Supplied material:
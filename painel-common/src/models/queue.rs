use serde::{Deserialize, Deserializer, Serialize};

use crate::models::message::Origin;

/// Display name used when the queue entry carries no requester.
pub const UNKNOWN_REQUESTER: &str = "Não identificado";

#[derive(Debug, Serialize, Deserialize, Clone, PartialEq, Eq)]
pub struct Requester {
    #[serde(rename = "nome", default, deserialize_with = "null_as_empty")]
    pub name: String,
}

/// Missing and `null` both read as an empty string.
fn null_as_empty<'de, D>(deserializer: D) -> Result<String, D::Error>
where
    D: Deserializer<'de>,
{
    Option::<String>::deserialize(deserializer).map(Option::unwrap_or_default)
}

/// One entry of the `atendimentosAbertos` snapshot.
///
/// `number` is the requester's channel address (phone number for WhatsApp
/// sessions). It doubles as the protocol number shown to the operator and is
/// never interchangeable with `session_id`.
#[derive(Debug, Serialize, Deserialize, Clone, PartialEq, Eq)]
pub struct QueueEntry {
    #[serde(rename = "sessao_id")]
    pub session_id: String,
    #[serde(rename = "numero", default, deserialize_with = "null_as_empty")]
    pub number: String,
    #[serde(rename = "setor", default, deserialize_with = "null_as_empty")]
    pub sector: String,
    #[serde(rename = "assunto", default, skip_serializing_if = "Option::is_none")]
    pub subject: Option<String>,
    #[serde(rename = "estudante", default, skip_serializing_if = "Option::is_none")]
    pub requester: Option<Requester>,
}

impl QueueEntry {
    /// Originating channel, taken from the subject line.
    pub fn origin(&self) -> Origin {
        match &self.subject {
            Some(subject) if subject.contains("WhatsApp") => Origin::WhatsApp,
            _ => Origin::Web,
        }
    }

    pub fn requester_name(&self) -> &str {
        self.requester
            .as_ref()
            .map(|r| r.name.as_str())
            .filter(|n| !n.is_empty())
            .unwrap_or(UNKNOWN_REQUESTER)
    }

    /// First 12 characters of the session id, for list rendering.
    pub fn short_session_id(&self) -> &str {
        match self.session_id.char_indices().nth(12) {
            Some((idx, _)) => &self.session_id[..idx],
            None => &self.session_id,
        }
    }
}

/// The one session the operator has joined.
#[derive(Debug, Serialize, Deserialize, Clone, PartialEq, Eq)]
pub struct ActiveSession {
    pub session_id: String,
    pub sector: String,
    pub protocol: String,
    /// Requester channel address captured from the queue at join time.
    pub number: String,
    pub origin: Origin,
}

impl ActiveSession {
    pub fn from_entry(entry: &QueueEntry) -> Self {
        Self {
            session_id: entry.session_id.clone(),
            sector: entry.sector.clone(),
            protocol: entry.number.clone(),
            number: entry.number.clone(),
            origin: entry.origin(),
        }
    }
}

To do: Repeat each entry exactly, so that nothing in the listing is lost.

Solved problem:
filename painel-common/src/models/queue.rs
use serde::{Deserialize, Deserializer, Serialize};

use crate::models::message::Origin;

/// Display name used when the queue entry carries no requester.
pub const UNKNOWN_REQUESTER: &str = "Não identificado";

#[derive(Debug, Serialize, Deserialize, Clone, PartialEq, Eq)]
pub struct Requester {
    #[serde(rename = "nome", default, deserialize_with = "null_as_empty")]
    pub name: String,
}

/// Missing and `null` both read as an empty string.
fn null_as_empty<'de, D>(deserializer: D) -> Result<String, D::Error>
where
    D: Deserializer<'de>,
{
    Option::<String>::deserialize(deserializer).map(Option::unwrap_or_default)
}

/// One entry of the `atendimentosAbertos` snapshot.
///
/// `number` is the requester's channel address (phone number for WhatsApp
/// sessions). It doubles as the protocol number shown to the operator and is
/// never interchangeable with `session_id`.
#[derive(Debug, Serialize, Deserialize, Clone, PartialEq, Eq)]
pub struct QueueEntry {
    #[serde(rename = "sessao_id")]
    pub session_id: String,
    #[serde(rename = "numero", default, deserialize_with = "null_as_empty")]
    pub number: String,
    #[serde(rename = "setor", default, deserialize_with = "null_as_empty")]
    pub sector: String,
    #[serde(rename = "assunto", default, skip_serializing_if = "Option::is_none")]
    pub subject: Option<String>,
    #[serde(rename = "estudante", default, skip_serializing_if = "Option::is_none")]
    pub requester: Option<Requester>,
}

impl QueueEntry {
    /// Originating channel, taken from the subject line.
    pub fn origin(&self) -> Origin {
        match &self.subject {
            Some(subject) if subject.contains("WhatsApp") => Origin::WhatsApp,
            _ => Origin::Web,
        }
    }

    pub fn requester_name(&self) -> &str {
        self.requester
            .as_ref()
            .map(|r| r.name.as_str())
            .filter(|n| !n.is_empty())
            .unwrap_or(UNKNOWN_REQUESTER)
    }

    /// First 12 characters of the session id, for list rendering.
    pub fn short_session_id(&self) -> &str {
        match self.session_id.char_indices().nth(12) {
            Some((idx, _)) => &self.session_id[..idx],
            None => &self.session_id,
        }
    }
}

/// The one session the operator has joined.
#[derive(Debug, Serialize, Deserialize, Clone, PartialEq, Eq)]
pub struct ActiveSession {
    pub session_id: String,
    pub sector: String,
    pub protocol: String,
    /// Requester channel address captured from the queue at join time.
    pub number: String,
    pub origin: Origin,
}

impl ActiveSession {
    pub fn from_entry(entry: &QueueEntry) -> Self {
        Self {
            session_id: entry.session_id.clone(),
            sector: entry.sector.clone(),
            protocol: entry.number.clone(),
            number: entry.number.clone(),
            origin: entry.origin(),
        }
    }
}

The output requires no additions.